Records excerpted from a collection
=-=-=

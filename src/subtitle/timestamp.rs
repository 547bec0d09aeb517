//! SubRip timestamps (`HH:MM:SS,mmm`)

use std::fmt;

use chrono::{NaiveTime, Timelike};

use crate::error::{Result, ShiftError};
use crate::offset::Offset;

/// Width of a SubRip timestamp in bytes.
pub const TIMESTAMP_LEN: usize = 12;

/// A subtitle timestamp, held as a time of day.
#[derive(Debug, Clone, Copy, PartialEq, Eq, PartialOrd, Ord)]
pub struct Timestamp(NaiveTime);

impl Timestamp {
    /// Create a timestamp from its fields, None if any is out of range.
    pub fn from_hms_milli(hour: u32, minute: u32, second: u32, milli: u32) -> Option<Self> {
        if milli > 999 {
            return None;
        }
        NaiveTime::from_hms_milli_opt(hour, minute, second, milli).map(Timestamp)
    }

    /// Parse `HH:MM:SS,mmm`.
    ///
    /// The comma is the decimal separator. Every field must be zero padded
    /// and within clock range, anything else is an `InvalidTimestamp`.
    pub fn parse(text: &[u8]) -> Result<Self> {
        let invalid = || ShiftError::InvalidTimestamp(String::from_utf8_lossy(text).into_owned());

        if text.len() != TIMESTAMP_LEN
            || text[2] != b':'
            || text[5] != b':'
            || text[8] != b','
        {
            return Err(invalid());
        }

        let field = |range: std::ops::Range<usize>| -> Option<u32> {
            text[range].iter().try_fold(0u32, |acc, &b| {
                b.is_ascii_digit().then(|| acc * 10 + u32::from(b - b'0'))
            })
        };

        match (field(0..2), field(3..5), field(6..8), field(9..12)) {
            (Some(h), Some(m), Some(s), Some(ms)) => {
                Timestamp::from_hms_milli(h, m, s, ms).ok_or_else(invalid)
            }
            _ => Err(invalid()),
        }
    }

    /// Shift by `offset`, wrapping around midnight in either direction.
    pub fn shift(self, offset: &Offset) -> Self {
        let (time, _days) = self.0.overflowing_add_signed(offset.delta());
        Timestamp(time)
    }

    pub fn hour(&self) -> u32 {
        self.0.hour()
    }

    pub fn minute(&self) -> u32 {
        self.0.minute()
    }

    pub fn second(&self) -> u32 {
        self.0.second()
    }

    /// Milliseconds, truncating any finer resolution left by the offset.
    pub fn millisecond(&self) -> u32 {
        (self.0.nanosecond() / 1_000_000) % 1000
    }
}

impl fmt::Display for Timestamp {
    fn fmt(&self, f: &mut fmt::Formatter) -> fmt::Result {
        write!(
            f,
            "{:02}:{:02}:{:02},{:03}",
            self.hour(),
            self.minute(),
            self.second(),
            self.millisecond()
        )
    }
}

/// Parse a matched timestamp, shift it and format it back.
pub fn adjust(offset: &Offset, text: &[u8]) -> Result<String> {
    let adjusted = Timestamp::parse(text)?.shift(offset).to_string();
    debug_assert_eq!(adjusted.len(), TIMESTAMP_LEN);
    Ok(adjusted)
}
//! Core logging bootstrap and safety policy.
//!
//! # Responsibility
//! - Initialize file-based rolling logs exactly once per process.
//! - Emit stable, metadata-only diagnostic events from core.
//!
//! # Invariants
//! - Logging init is idempotent for the same level and directory.
//! - Logging initialization must not panic.
//! - Re-initialization with a different level or directory is rejected.
//! - Journal text and quote text never reach the log.

use flexi_logger::{Cleanup, Criterion, FileSpec, Logger, LoggerHandle, Naming, WriteMode};
use log::{error, info};
use once_cell::sync::OnceCell;
use std::path::{Path, PathBuf};

const LOG_FILE_BASENAME: &str = "journal";
const MAX_LOG_FILE_SIZE_BYTES: u64 = 10 * 1024 * 1024;
const MAX_LOG_FILES: usize = 5;
const MAX_PANIC_PAYLOAD_CHARS: usize = 160;

static LOGGING_STATE: OnceCell<LoggingState> = OnceCell::new();
static PANIC_HOOK_INSTALLED: OnceCell<()> = OnceCell::new();

struct LoggingState {
    level: &'static str,
    log_dir: PathBuf,
    _logger: LoggerHandle,
}

/// Initializes core logging with level and directory.
///
/// Returns `Ok(())` when logging is active, or a human-readable error string
/// when initialization fails.
///
/// # Errors
/// - Returns an error when `level` is unsupported.
/// - Returns an error when `log_dir` is empty, non-absolute, or cannot be created.
/// - Returns an error when logging is already active with another level or
///   directory.
/// - Returns an error when logger backend setup fails.
pub fn init_logging(level: &str, log_dir: &str) -> Result<(), String> {
    let level = normalize_level(level)?;
    let log_dir = normalize_log_dir(log_dir)?;

    if let Some(state) = LOGGING_STATE.get() {
        return ensure_same_config(state, level, &log_dir);
    }

    let state = LOGGING_STATE.get_or_try_init(|| start_logger(level, &log_dir))?;
    // Another thread may have won the init race with a different config.
    ensure_same_config(state, level, &log_dir)
}

/// Returns `(level, log_dir)` when logging is active.
pub fn logging_status() -> Option<(&'static str, PathBuf)> {
    LOGGING_STATE
        .get()
        .map(|state| (state.level, state.log_dir.clone()))
}

/// Returns the default log level for current build mode.
///
/// - `debug` builds -> `debug`
/// - `release` builds -> `info`
pub fn default_log_level() -> &'static str {
    if cfg!(debug_assertions) {
        "debug"
    } else {
        "info"
    }
}

fn start_logger(level: &'static str, log_dir: &Path) -> Result<LoggingState, String> {
    std::fs::create_dir_all(log_dir).map_err(|err| {
        format!(
            "failed to create log directory `{}`: {err}",
            log_dir.display()
        )
    })?;

    let logger = Logger::try_with_str(level)
        .map_err(|err| format!("invalid log level `{level}`: {err}"))?
        .log_to_file(
            FileSpec::default()
                .directory(log_dir)
                .basename(LOG_FILE_BASENAME),
        )
        .rotate(
            Criterion::Size(MAX_LOG_FILE_SIZE_BYTES),
            Naming::Numbers,
            Cleanup::KeepLogFiles(MAX_LOG_FILES),
        )
        .write_mode(WriteMode::BufferAndFlush)
        .append()
        .format_for_files(flexi_logger::detailed_format)
        .start()
        .map_err(|err| format!("failed to start logger: {err}"))?;

    install_panic_hook_once();

    info!(
        "event=app_start module=core status=ok platform={} build_mode={} version={}",
        std::env::consts::OS,
        build_mode(),
        env!("CARGO_PKG_VERSION")
    );
    info!(
        "event=core_init module=core status=ok level={} log_dir={}",
        level,
        log_dir.display()
    );

    Ok(LoggingState {
        level,
        log_dir: log_dir.to_path_buf(),
        _logger: logger,
    })
}

fn ensure_same_config(state: &LoggingState, level: &str, log_dir: &Path) -> Result<(), String> {
    if state.log_dir != log_dir {
        return Err(format!(
            "logging already initialized at `{}`; refusing to switch to `{}`",
            state.log_dir.display(),
            log_dir.display()
        ));
    }
    if state.level != level {
        return Err(format!(
            "logging already initialized with level `{}`; refusing to switch to `{}`",
            state.level, level
        ));
    }

    Ok(())
}

fn normalize_level(level: &str) -> Result<&'static str, String> {
    match level.trim().to_ascii_lowercase().as_str() {
        "trace" => Ok("trace"),
        "debug" => Ok("debug"),
        "info" => Ok("info"),
        "warn" | "warning" => Ok("warn"),
        "error" => Ok("error"),
        other => Err(format!(
            "unsupported log level `{other}`; expected trace|debug|info|warn|error"
        )),
    }
}

fn normalize_log_dir(log_dir: &str) -> Result<PathBuf, String> {
    let trimmed = log_dir.trim();
    if trimmed.is_empty() {
        return Err("log_dir cannot be empty".to_string());
    }
    let path = Path::new(trimmed);
    if !path.is_absolute() {
        return Err(format!("log_dir must be an absolute path, got `{trimmed}`"));
    }
    Ok(path.to_path_buf())
}

fn build_mode() -> &'static str {
    if cfg!(debug_assertions) {
        "debug"
    } else {
        "release"
    }
}

fn install_panic_hook_once() {
    if PANIC_HOOK_INSTALLED.get().is_some() {
        return;
    }

    let previous_hook = std::panic::take_hook();
    std::panic::set_hook(Box::new(move |panic_info| {
        // Payload may echo user text; cap and flatten it.
        let location = panic_info
            .location()
            .map(|loc| format!("{}:{}", loc.file(), loc.line()))
            .unwrap_or_else(|| "unknown".to_string());
        let payload = panic_payload_summary(panic_info);
        error!(
            "event=panic_captured module=core status=error location={} payload={}",
            location, payload
        );
        previous_hook(panic_info);
    }));

    let _ = PANIC_HOOK_INSTALLED.set(());
}

fn panic_payload_summary(info: &std::panic::PanicHookInfo<'_>) -> String {
    let payload = if let Some(message) = info.payload().downcast_ref::<&str>() {
        (*message).to_string()
    } else if let Some(message) = info.payload().downcast_ref::<String>() {
        message.clone()
    } else {
        "non-string panic payload".to_string()
    };

    sanitize_message(&payload, MAX_PANIC_PAYLOAD_CHARS)
}

fn sanitize_message(value: &str, max_chars: usize) -> String {
    let normalized = value.replace(['\n', '\r'], " ");
    let mut truncated = normalized.chars().take(max_chars).collect::<String>();
    if normalized.chars().count() > max_chars {
        truncated.push_str("...");
    }
    truncated
}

=-=-=

What is expected → What lines in the data include the string "minute"? Copy each one.

Answer to this problem →
    pub fn from_hms_milli(hour: u32, minute: u32, second: u32, milli: u32) -> Option<Self> {
        NaiveTime::from_hms_milli_opt(hour, minute, second, milli).map(Timestamp)
    pub fn minute(&self) -> u32 {
        self.0.minute()
            self.minute(),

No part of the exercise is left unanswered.